Gongol.com Archives: July 2010
Brian Gongol


July 14, 2010

News Just because you carry a passport doesn't mean it's accepted everywhere
The Iroquois Nation issues its own passports, but they're not being accepted for travel between the United States and the United Kingdom. It might help if their national website weren't broken right now. The concept of nationhood is a funny thing: China, for instance, seems to be taking rather bold steps to protect its "national" economic interests -- to the point where multinational companies like GE are questioning whether it's worth doing any business there at all. But China as a monolithic entity is only a myth. And the multinational corporation itself is a concept which some people think will merge, to an extent, with real nation-states as the nation-states weaken and the corporations grow more powerful.

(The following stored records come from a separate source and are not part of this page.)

use rusqlite::{Row, ToSql};
use serde::{Deserialize, Serialize};

use super::{AnnotationDb, AnnotationRecord, FilterField};
use crate::domain::DatasetKind;

pub type KeggDb = AnnotationDb<KeggAnnotation>;

/// A gene's membership in one KEGG pathway.
#[derive(Debug, Clone, PartialEq, Eq, Serialize, Deserialize)]
pub struct KeggAnnotation {
    pub gene_id: String,
    pub gene_symbol: String,
    pub pathway_id: String,
    pub pathway_name: Option<String>,
    pub organism: String,
}

impl AnnotationRecord for KeggAnnotation {
    const KIND: DatasetKind = DatasetKind::Kegg;
    const TABLE: &'static str = "kegg_annotations";
    const TABLE_SQL: &'static str = r#"
        CREATE TABLE IF NOT EXISTS kegg_annotations (
            gene_id TEXT NOT NULL CHECK (length(gene_id) > 0),
            gene_symbol TEXT,
            pathway_id TEXT NOT NULL CHECK (length(pathway_id) > 0),
            pathway_name TEXT,
            organism TEXT,
            PRIMARY KEY (gene_id, pathway_id)
        );
    "#;
    const INDEX_SQL: &'static str = r#"
        CREATE INDEX IF NOT EXISTS idx_kegg_gene_symbol ON kegg_annotations(gene_symbol);
        CREATE INDEX IF NOT EXISTS idx_kegg_pathway_id ON kegg_annotations(pathway_id);
        CREATE INDEX IF NOT EXISTS idx_kegg_pathway_name
            ON kegg_annotations(pathway_name COLLATE NOCASE);
        CREATE INDEX IF NOT EXISTS idx_kegg_organism ON kegg_annotations(organism);
    "#;
    const COLUMNS: &'static [&'static str] = &[
        "gene_id",
        "gene_symbol",
        "pathway_id",
        "pathway_name",
        "organism",
    ];
    const KEY: (&'static str, &'static str) = ("gene_id", "pathway_id");
    const GENE_SYMBOL_COLUMN: &'static str = "gene_symbol";
    const NAME_COLUMN: &'static str = "pathway_name";
    const GROUP_COLUMN: &'static str = "organism";
    const FILTERS: &'static [FilterField] = &[
        FilterField::any_of("gene_ids", "gene_id"),
        FilterField::any_of("gene_symbols", "gene_symbol"),
        FilterField::any_of("pathway_ids", "pathway_id"),
        FilterField::any_of("organism", "organism"),
        FilterField::contains("pathway_name", "pathway_name"),
    ];
    const EXPORT_HEADERS: &'static [&'static str] = &["GeneID", "PATH", "Annot"];

    fn bind(&self) -> Vec<&dyn ToSql> {
        vec![
            &self.gene_id,
            &self.gene_symbol,
            &self.pathway_id,
            &self.pathway_name,
            &self.organism,
        ]
    }

    fn from_row(row: &Row<'_>) -> rusqlite::Result<Self> {
        Ok(Self {
            gene_id: row.get(0)?,
            gene_symbol: row.get::<_, Option<String>>(1)?.unwrap_or_default(),
            pathway_id: row.get(2)?,
            pathway_name: row.get(3)?,
            organism: row.get::<_, Option<String>>(4)?.unwrap_or_default(),
        })
    }

    fn export_row(&self) -> Vec<String> {
        vec![
            self.gene_symbol.clone(),
            self.pathway_id.clone(),
            self.pathway_name.clone().unwrap_or_default(),
        ]
    }
}
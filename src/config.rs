use std::fs;
use std::path::PathBuf;
use std::time::Duration;

use camino::Utf8PathBuf;
use serde::{Deserialize, Serialize};

use crate::connectors::IngestOptions;
use crate::domain::DatasetKey;
use crate::error::PathwayError;
use crate::fetcher::FetchSettings;
use crate::rate_limit::DEFAULT_MIN_INTERVAL;
use crate::shared_cache::DEFAULT_MAX_AGE_DAYS;

pub const CONFIG_FILE: &str = "pathwaydb.json";

#[derive(Debug, Default, Deserialize, Serialize)]
pub struct Config {
    #[serde(default)]
    pub schema_version: Option<u32>,
    #[serde(default)]
    pub datasets: Vec<DatasetEntry>,
    #[serde(default)]
    pub settings: SettingsEntry,
}

#[derive(Debug, Deserialize, Serialize)]
#[serde(untagged)]
pub enum DatasetEntry {
    Shorthand(String),
    Detailed(DatasetEntryObject),
}

#[derive(Debug, Deserialize, Serialize)]
pub struct DatasetEntryObject {
    pub key: String,
    #[serde(default)]
    pub evidence_codes: Option<Vec<String>>,
    #[serde(default)]
    pub fetch_descriptions: Option<bool>,
}

#[derive(Debug, Default, Deserialize, Serialize)]
pub struct SettingsEntry {
    #[serde(default)]
    pub cache_dir: Option<String>,
    #[serde(default)]
    pub min_interval_ms: Option<u64>,
    #[serde(default)]
    pub max_retries: Option<usize>,
    #[serde(default)]
    pub timeout_secs: Option<u64>,
    #[serde(default)]
    pub response_ttl_hours: Option<u64>,
    /// Zero keeps cached stores current forever.
    #[serde(default)]
    pub cache_max_age_days: Option<u32>,
    #[serde(default)]
    pub term_names_path: Option<String>,
}

#[derive(Debug, Clone)]
pub struct DatasetRequest {
    pub key: DatasetKey,
    pub options: IngestOptions,
}

#[derive(Debug, Clone, PartialEq)]
pub struct Settings {
    pub cache_dir: Option<Utf8PathBuf>,
    pub min_interval: Duration,
    pub max_retries: usize,
    pub timeout: Duration,
    pub response_ttl: Duration,
    pub cache_max_age: Option<chrono::Duration>,
    pub term_names_path: Option<Utf8PathBuf>,
}

impl Default for Settings {
    fn default() -> Self {
        let fetch = FetchSettings::default();
        Self {
            cache_dir: None,
            min_interval: DEFAULT_MIN_INTERVAL,
            max_retries: fetch.max_retries,
            timeout: fetch.timeout,
            response_ttl: Duration::from_secs(DEFAULT_MAX_AGE_DAYS as u64 * 24 * 3600),
            cache_max_age: Some(chrono::Duration::days(DEFAULT_MAX_AGE_DAYS)),
            term_names_path: None,
        }
    }
}

impl Settings {
    pub fn fetch_settings(&self) -> FetchSettings {
        FetchSettings {
            max_retries: self.max_retries,
            timeout: self.timeout,
            ..FetchSettings::default()
        }
    }
}

#[derive(Debug, Clone, Default)]
pub struct ResolvedConfig {
    pub schema_version: u32,
    pub datasets: Vec<DatasetRequest>,
    pub settings: Settings,
}

pub struct ConfigLoader;

impl ConfigLoader {
    /// Reads `path`, or `pathwaydb.json` in the current directory.
    pub fn resolve(path: Option<&str>) -> Result<ResolvedConfig, PathwayError> {
        let config_path = match path {
            Some(path) => PathBuf::from(path),
            None => PathBuf::from(CONFIG_FILE),
        };

        if path.is_none() && !config_path.exists() {
            return Err(PathwayError::MissingConfig);
        }

        let content = fs::read_to_string(&config_path)
            .map_err(|_| PathwayError::ConfigRead(config_path.clone()))?;
        let config: Config = serde_json::from_str(&content)
            .map_err(|err| PathwayError::ConfigParse(err.to_string()))?;

        Self::resolve_config(config)
    }

    /// Like [`ConfigLoader::resolve`], but a missing default file yields defaults.
    pub fn resolve_or_default(path: Option<&str>) -> Result<ResolvedConfig, PathwayError> {
        match Self::resolve(path) {
            Err(PathwayError::MissingConfig) => Self::resolve_config(Config::default()),
            other => other,
        }
    }

    pub fn resolve_config(config: Config) -> Result<ResolvedConfig, PathwayError> {
        let schema_version = config.schema_version.unwrap_or(1);

        let datasets = config
            .datasets
            .into_iter()
            .map(|entry| match entry {
                DatasetEntry::Shorthand(value) => Ok(DatasetRequest {
                    key: value.parse()?,
                    options: IngestOptions::default(),
                }),
                DatasetEntry::Detailed(obj) => Ok(DatasetRequest {
                    key: obj.key.parse()?,
                    options: IngestOptions {
                        fetch_descriptions: obj.fetch_descriptions.unwrap_or(true),
                        evidence_codes: obj.evidence_codes,
                    },
                }),
            })
            .collect::<Result<Vec<_>, PathwayError>>()?;

        Ok(ResolvedConfig {
            schema_version,
            datasets,
            settings: resolve_settings(config.settings)?,
        })
    }
}

fn resolve_settings(entry: SettingsEntry) -> Result<Settings, PathwayError> {
    let defaults = Settings::default();
    let response_ttl = match entry.response_ttl_hours {
        Some(hours) => hours
            .checked_mul(3600)
            .map(Duration::from_secs)
            .ok_or_else(|| {
                PathwayError::ConfigParse(format!("response_ttl_hours {hours} is out of range"))
            })?,
        None => defaults.response_ttl,
    };
    Ok(Settings {
        cache_dir: entry.cache_dir.map(Utf8PathBuf::from),
        min_interval: entry
            .min_interval_ms
            .map(Duration::from_millis)
            .unwrap_or(defaults.min_interval),
        max_retries: entry.max_retries.unwrap_or(defaults.max_retries),
        timeout: entry
            .timeout_secs
            .map(Duration::from_secs)
            .unwrap_or(defaults.timeout),
        response_ttl,
        cache_max_age: match entry.cache_max_age_days {
            Some(0) => None,
            Some(days) => Some(chrono::Duration::days(days as i64)),
            None => defaults.cache_max_age,
        },
        term_names_path: entry.term_names_path.map(Utf8PathBuf::from),
    })
}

Related: See a brand-new, modern ghost city.

News The best way to lose an argument is to overstate your case
A "tea party" group apparently paid for a billboard in Mason City, Iowa, whose message appears to draw parallels between President Obama and both Hitler and Lenin. It's so over-the-top that whatever point they likely intended to make is drowned out by the ridicule the sign rightly attracts. Has the President done things that are, literally, socialistic? Yes. The government bailout (and buyout) of General Motors, for instance, was socialistic. But socialism comes in many flavors, and there's certainly been a socialistic element to the government's approach to economics at least since the New Deal. George W. Bush's expansion of the Medicare prescription-drug benefit was just as socialistic as the government takeover of GM, but the Medicare benefit will be far more costly. That could, arguably, make former President Bush more of a socialist than President Obama. But to infer that either is comparable to Hitler or Lenin is unreasonable. It overstates (by an egregious margin) the magnitude of American leaders' behavior, and ultimately detracts from the very legitimate discussion that should be taking place about the proper role of government and the limitations of government spending. Our government spends far more than it takes in, and most people probably don't want to pay higher taxes. Thus, we need a serious discussion about what it is upon which we should be spending less -- not a cartoonish and offensive shouting match that ends up bringing Godwin's Law into effect.

Weather and Disasters The relative power of hurricanes turns out to be predictable

Computers and the Internet OpenOffice releases an updated edition
It's mostly built around a "refreshed" brand, which may or may not serve to bring the free, open-source office productivity suite to the attention of new users. But it's a good set of tools, and one cannot beat the price.

Weather and Disasters Tropical weather in Iowa
The dewpoint in Des Moines today reached 80, which is a figure the city hadn't seen since 2004. At that level, it's muggier outside than in a tropical rainforest. Or, put another way, a lot like a foggy day in London...but about 40 degrees hotter. It was brutal. But it also inspires some curiosity about those other rainforests -- not the tropical ones, but the temperate rainforests, where it's always wet but cool. It would have made a nice trade-off.